**Task directions:** Would you restate the entries below exactly, keeping every line?

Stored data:
::::
use std::collections::BTreeMap;

use serde::{Deserialize, Serialize};
use serde_json::Value;

use crate::page::normalize::normalize_text;

/// Opaque reference to one element of the live page, issued by the driver.
///
/// Handles are only meaningful to the driver that produced them and only
/// for the page generation they were captured in.
#[derive(Debug, Clone, PartialEq, Eq, Hash, PartialOrd, Ord, Serialize, Deserialize)]
#[serde(transparent)]
pub struct ElementHandle(pub String);

impl ElementHandle {
    pub fn new(id: impl Into<String>) -> Self {
        ElementHandle(id.into())
    }

    pub fn as_str(&self) -> &str {
        &self.0
    }
}

impl std::fmt::Display for ElementHandle {
    fn fmt(&self, f: &mut std::fmt::Formatter<'_>) -> std::fmt::Result {
        f.write_str(&self.0)
    }
}

/// Shallow summary of an element nested inside a component: a page number,
/// a tree node, a selected tag, an uploaded file entry, a table row.
#[derive(Debug, Clone, Default, PartialEq, Serialize, Deserialize)]
pub struct NestedItem {
    #[serde(default)]
    pub classes: Vec<String>,
    #[serde(default)]
    pub text: Option<String>,
    #[serde(default)]
    pub role: Option<String>,
    #[serde(default)]
    pub title: Option<String>,
    /// Cell texts of a table row, in column order.
    #[serde(default)]
    pub cells: Vec<String>,
}

impl NestedItem {
    pub fn has_class(&self, token: &str) -> bool {
        self.classes.iter().any(|c| c == token)
    }

    pub fn has_class_prefix(&self, prefix: &str) -> bool {
        self.classes.iter().any(|c| c.starts_with(prefix))
    }

    /// Visible text, falling back to the title attribute.
    pub fn display_text(&self) -> Option<&str> {
        self.text
            .as_deref()
            .map(str::trim)
            .filter(|t| !t.is_empty())
            .or(self.title.as_deref())
    }
}

/// Raw observable attributes of one element, as reported by one traversal.
///
/// ARIA attributes are keyed without their `aria-` prefix (`checked`,
/// `disabled`, `busy`, ...). `properties` holds values read through the
/// driver's script escape hatch (for example an input's live `value`).
#[derive(Debug, Clone, PartialEq, Serialize, Deserialize)]
pub struct RawElement {
    pub handle: ElementHandle,
    pub tag: String,
    #[serde(default)]
    pub role: Option<String>,
    #[serde(default)]
    pub classes: Vec<String>,
    #[serde(default)]
    pub marker: Option<String>,
    #[serde(default)]
    pub text: Option<String>,
    #[serde(default, rename = "ariaLabel")]
    pub aria_label: Option<String>,
    /// Text of an associated `<label>` or form-item label.
    #[serde(default)]
    pub label: Option<String>,
    #[serde(default)]
    pub placeholder: Option<String>,
    /// Name of the enclosing group or container: a radio or checkbox
    /// group, a fieldset legend, a form section title.
    #[serde(default)]
    pub group: Option<String>,
    #[serde(default)]
    pub aria: BTreeMap<String, String>,
    #[serde(default)]
    pub attributes: BTreeMap<String, String>,
    #[serde(default = "default_true")]
    pub visible: bool,
    #[serde(default = "default_true")]
    pub attached: bool,
    #[serde(default)]
    pub width: f64,
    #[serde(default)]
    pub height: f64,
    #[serde(default)]
    pub items: Vec<NestedItem>,
    #[serde(default)]
    pub properties: BTreeMap<String, Value>,
}

fn default_true() -> bool {
    true
}

impl RawElement {
    /// A minimal visible element, mostly useful for drivers and tests that
    /// assemble elements by hand.
    pub fn new(handle: impl Into<String>, tag: impl Into<String>) -> Self {
        RawElement {
            handle: ElementHandle::new(handle),
            tag: tag.into(),
            role: None,
            classes: Vec::new(),
            marker: None,
            text: None,
            aria_label: None,
            label: None,
            placeholder: None,
            group: None,
            aria: BTreeMap::new(),
            attributes: BTreeMap::new(),
            visible: true,
            attached: true,
            width: 10.0,
            height: 10.0,
            items: Vec::new(),
            properties: BTreeMap::new(),
        }
    }

    pub fn has_class(&self, token: &str) -> bool {
        self.classes.iter().any(|c| c == token)
    }

    pub fn has_class_prefix(&self, prefix: &str) -> bool {
        self.classes.iter().any(|c| c.starts_with(prefix))
    }

    pub fn has_class_suffix(&self, suffix: &str) -> bool {
        self.classes.iter().any(|c| c.ends_with(suffix))
    }

    pub fn aria(&self, name: &str) -> Option<&str> {
        self.aria.get(name).map(String::as_str)
    }

    /// `Some(true)` / `Some(false)` for an ARIA boolean, `None` when absent
    /// or not a boolean token.
    pub fn aria_flag(&self, name: &str) -> Option<bool> {
        match self.aria(name)?.trim().to_ascii_lowercase().as_str() {
            "true" => Some(true),
            "false" => Some(false),
            _ => None,
        }
    }

    pub fn attribute(&self, name: &str) -> Option<&str> {
        self.attributes.get(name).map(String::as_str)
    }

    pub fn has_attribute(&self, name: &str) -> bool {
        self.attributes.contains_key(name)
    }

    pub fn input_type(&self) -> Option<&str> {
        self.attribute("type")
    }

    /// Live property read through a script probe, rendered as text.
    pub fn property_text(&self, name: &str) -> Option<String> {
        match self.properties.get(name)? {
            Value::Null => None,
            Value::String(s) => Some(s.clone()),
            other => Some(other.to_string()),
        }
    }

    pub fn property_flag(&self, name: &str) -> Option<bool> {
        self.properties.get(name).and_then(Value::as_bool)
    }

    /// Attached, displayed and of non-zero size.
    pub fn is_rendered(&self) -> bool {
        self.attached && self.visible && self.width > 0.0 && self.height > 0.0
    }

    pub fn items_with_class<'a>(&'a self, token: &'a str) -> impl Iterator<Item = &'a NestedItem> + 'a {
        self.items.iter().filter(move |i| i.has_class(token))
    }
}

/// One element found during discovery, with its classification and its
/// position in document order.
#[derive(Debug, Clone, PartialEq, Serialize, Deserialize)]
pub struct Candidate {
    pub raw: RawElement,
    /// 0-based document-order index within the traversal that produced it.
    pub order: usize,
    /// Component kind assigned by the registry, if any descriptor claimed it.
    pub kind: Option<String>,
    /// Normalized label text (whitespace-collapsed, trimmed); empty if none.
    pub label: String,
}

impl Candidate {
    pub fn handle(&self) -> &ElementHandle {
        &self.raw.handle
    }

    pub fn marker(&self) -> Option<&str> {
        self.raw.marker.as_deref()
    }

    pub fn is_rendered(&self) -> bool {
        self.raw.is_rendered()
    }

    /// True if the element sits in the group or container named `scope`.
    /// Names compare normalized and ignoring ASCII case.
    pub fn in_group(&self, scope: &str) -> bool {
        let wanted = normalize_text(scope);
        self.raw
            .group
            .as_deref()
            .map(normalize_text)
            .is_some_and(|g| !wanted.is_empty() && g.eq_ignore_ascii_case(&wanted))
    }

    /// True if the candidate belongs to `kind`; `any` and the empty string
    /// match every classified element.
    pub fn is_kind(&self, kind: &str) -> bool {
        match self.kind.as_deref() {
            Some(k) => is_wildcard_kind(kind) || k == kind,
            None => false,
        }
    }
}

pub fn is_wildcard_kind(kind: &str) -> bool {
    kind.is_empty() || kind == "any"
}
::::
**Task solution:**
use std::collections::BTreeMap;

use serde::{Deserialize, Serialize};
use serde_json::Value;

use crate::page::normalize::normalize_text;

/// Opaque reference to one element of the live page, issued by the driver.
///
/// Handles are only meaningful to the driver that produced them and only
/// for the page generation they were captured in.
#[derive(Debug, Clone, PartialEq, Eq, Hash, PartialOrd, Ord, Serialize, Deserialize)]
#[serde(transparent)]
pub struct ElementHandle(pub String);

impl ElementHandle {
    pub fn new(id: impl Into<String>) -> Self {
        ElementHandle(id.into())
    }

    pub fn as_str(&self) -> &str {
        &self.0
    }
}

impl std::fmt::Display for ElementHandle {
    fn fmt(&self, f: &mut std::fmt::Formatter<'_>) -> std::fmt::Result {
        f.write_str(&self.0)
    }
}

/// Shallow summary of an element nested inside a component: a page number,
/// a tree node, a selected tag, an uploaded file entry, a table row.
#[derive(Debug, Clone, Default, PartialEq, Serialize, Deserialize)]
pub struct NestedItem {
    #[serde(default)]
    pub classes: Vec<String>,
    #[serde(default)]
    pub text: Option<String>,
    #[serde(default)]
    pub role: Option<String>,
    #[serde(default)]
    pub title: Option<String>,
    /// Cell texts of a table row, in column order.
    #[serde(default)]
    pub cells: Vec<String>,
}

impl NestedItem {
    pub fn has_class(&self, token: &str) -> bool {
        self.classes.iter().any(|c| c == token)
    }

    pub fn has_class_prefix(&self, prefix: &str) -> bool {
        self.classes.iter().any(|c| c.starts_with(prefix))
    }

    /// Visible text, falling back to the title attribute.
    pub fn display_text(&self) -> Option<&str> {
        self.text
            .as_deref()
            .map(str::trim)
            .filter(|t| !t.is_empty())
            .or(self.title.as_deref())
    }
}

/// Raw observable attributes of one element, as reported by one traversal.
///
/// ARIA attributes are keyed without their `aria-` prefix (`checked`,
/// `disabled`, `busy`, ...). `properties` holds values read through the
/// driver's script escape hatch (for example an input's live `value`).
#[derive(Debug, Clone, PartialEq, Serialize, Deserialize)]
pub struct RawElement {
    pub handle: ElementHandle,
    pub tag: String,
    #[serde(default)]
    pub role: Option<String>,
    #[serde(default)]
    pub classes: Vec<String>,
    #[serde(default)]
    pub marker: Option<String>,
    #[serde(default)]
    pub text: Option<String>,
    #[serde(default, rename = "ariaLabel")]
    pub aria_label: Option<String>,
    /// Text of an associated `<label>` or form-item label.
    #[serde(default)]
    pub label: Option<String>,
    #[serde(default)]
    pub placeholder: Option<String>,
    /// Name of the enclosing group or container: a radio or checkbox
    /// group, a fieldset legend, a form section title.
    #[serde(default)]
    pub group: Option<String>,
    #[serde(default)]
    pub aria: BTreeMap<String, String>,
    #[serde(default)]
    pub attributes: BTreeMap<String, String>,
    #[serde(default = "default_true")]
    pub visible: bool,
    #[serde(default = "default_true")]
    pub attached: bool,
    #[serde(default)]
    pub width: f64,
    #[serde(default)]
    pub height: f64,
    #[serde(default)]
    pub items: Vec<NestedItem>,
    #[serde(default)]
    pub properties: BTreeMap<String, Value>,
}

fn default_true() -> bool {
    true
}

impl RawElement {
    /// A minimal visible element, mostly useful for drivers and tests that
    /// assemble elements by hand.
    pub fn new(handle: impl Into<String>, tag: impl Into<String>) -> Self {
        RawElement {
            handle: ElementHandle::new(handle),
            tag: tag.into(),
            role: None,
            classes: Vec::new(),
            marker: None,
            text: None,
            aria_label: None,
            label: None,
            placeholder: None,
            group: None,
            aria: BTreeMap::new(),
            attributes: BTreeMap::new(),
            visible: true,
            attached: true,
            width: 10.0,
            height: 10.0,
            items: Vec::new(),
            properties: BTreeMap::new(),
        }
    }

    pub fn has_class(&self, token: &str) -> bool {
        self.classes.iter().any(|c| c == token)
    }

    pub fn has_class_prefix(&self, prefix: &str) -> bool {
        self.classes.iter().any(|c| c.starts_with(prefix))
    }

    pub fn has_class_suffix(&self, suffix: &str) -> bool {
        self.classes.iter().any(|c| c.ends_with(suffix))
    }

    pub fn aria(&self, name: &str) -> Option<&str> {
        self.aria.get(name).map(String::as_str)
    }

    /// `Some(true)` / `Some(false)` for an ARIA boolean, `None` when absent
    /// or not a boolean token.
    pub fn aria_flag(&self, name: &str) -> Option<bool> {
        match self.aria(name)?.trim().to_ascii_lowercase().as_str() {
            "true" => Some(true),
            "false" => Some(false),
            _ => None,
        }
    }

    pub fn attribute(&self, name: &str) -> Option<&str> {
        self.attributes.get(name).map(String::as_str)
    }

    pub fn has_attribute(&self, name: &str) -> bool {
        self.attributes.contains_key(name)
    }

    pub fn input_type(&self) -> Option<&str> {
        self.attribute("type")
    }

    /// Live property read through a script probe, rendered as text.
    pub fn property_text(&self, name: &str) -> Option<String> {
        match self.properties.get(name)? {
            Value::Null => None,
            Value::String(s) => Some(s.clone()),
            other => Some(other.to_string()),
        }
    }

    pub fn property_flag(&self, name: &str) -> Option<bool> {
        self.properties.get(name).and_then(Value::as_bool)
    }

    /// Attached, displayed and of non-zero size.
    pub fn is_rendered(&self) -> bool {
        self.attached && self.visible && self.width > 0.0 && self.height > 0.0
    }

    pub fn items_with_class<'a>(&'a self, token: &'a str) -> impl Iterator<Item = &'a NestedItem> + 'a {
        self.items.iter().filter(move |i| i.has_class(token))
    }
}

/// One element found during discovery, with its classification and its
/// position in document order.
#[derive(Debug, Clone, PartialEq, Serialize, Deserialize)]
pub struct Candidate {
    pub raw: RawElement,
    /// 0-based document-order index within the traversal that produced it.
    pub order: usize,
    /// Component kind assigned by the registry, if any descriptor claimed it.
    pub kind: Option<String>,
    /// Normalized label text (whitespace-collapsed, trimmed); empty if none.
    pub label: String,
}

impl Candidate {
    pub fn handle(&self) -> &ElementHandle {
        &self.raw.handle
    }

    pub fn marker(&self) -> Option<&str> {
        self.raw.marker.as_deref()
    }

    pub fn is_rendered(&self) -> bool {
        self.raw.is_rendered()
    }

    /// True if the element sits in the group or container named `scope`.
    /// Names compare normalized and ignoring ASCII case.
    pub fn in_group(&self, scope: &str) -> bool {
        let wanted = normalize_text(scope);
        self.raw
            .group
            .as_deref()
            .map(normalize_text)
            .is_some_and(|g| !wanted.is_empty() && g.eq_ignore_ascii_case(&wanted))
    }

    /// True if the candidate belongs to `kind`; `any` and the empty string
    /// match every classified element.
    pub fn is_kind(&self, kind: &str) -> bool {
        match self.kind.as_deref() {
            Some(k) => is_wildcard_kind(kind) || k == kind,
            None => false,
        }
    }
}

pub fn is_wildcard_kind(kind: &str) -> bool {
    kind.is_empty() || kind == "any"
}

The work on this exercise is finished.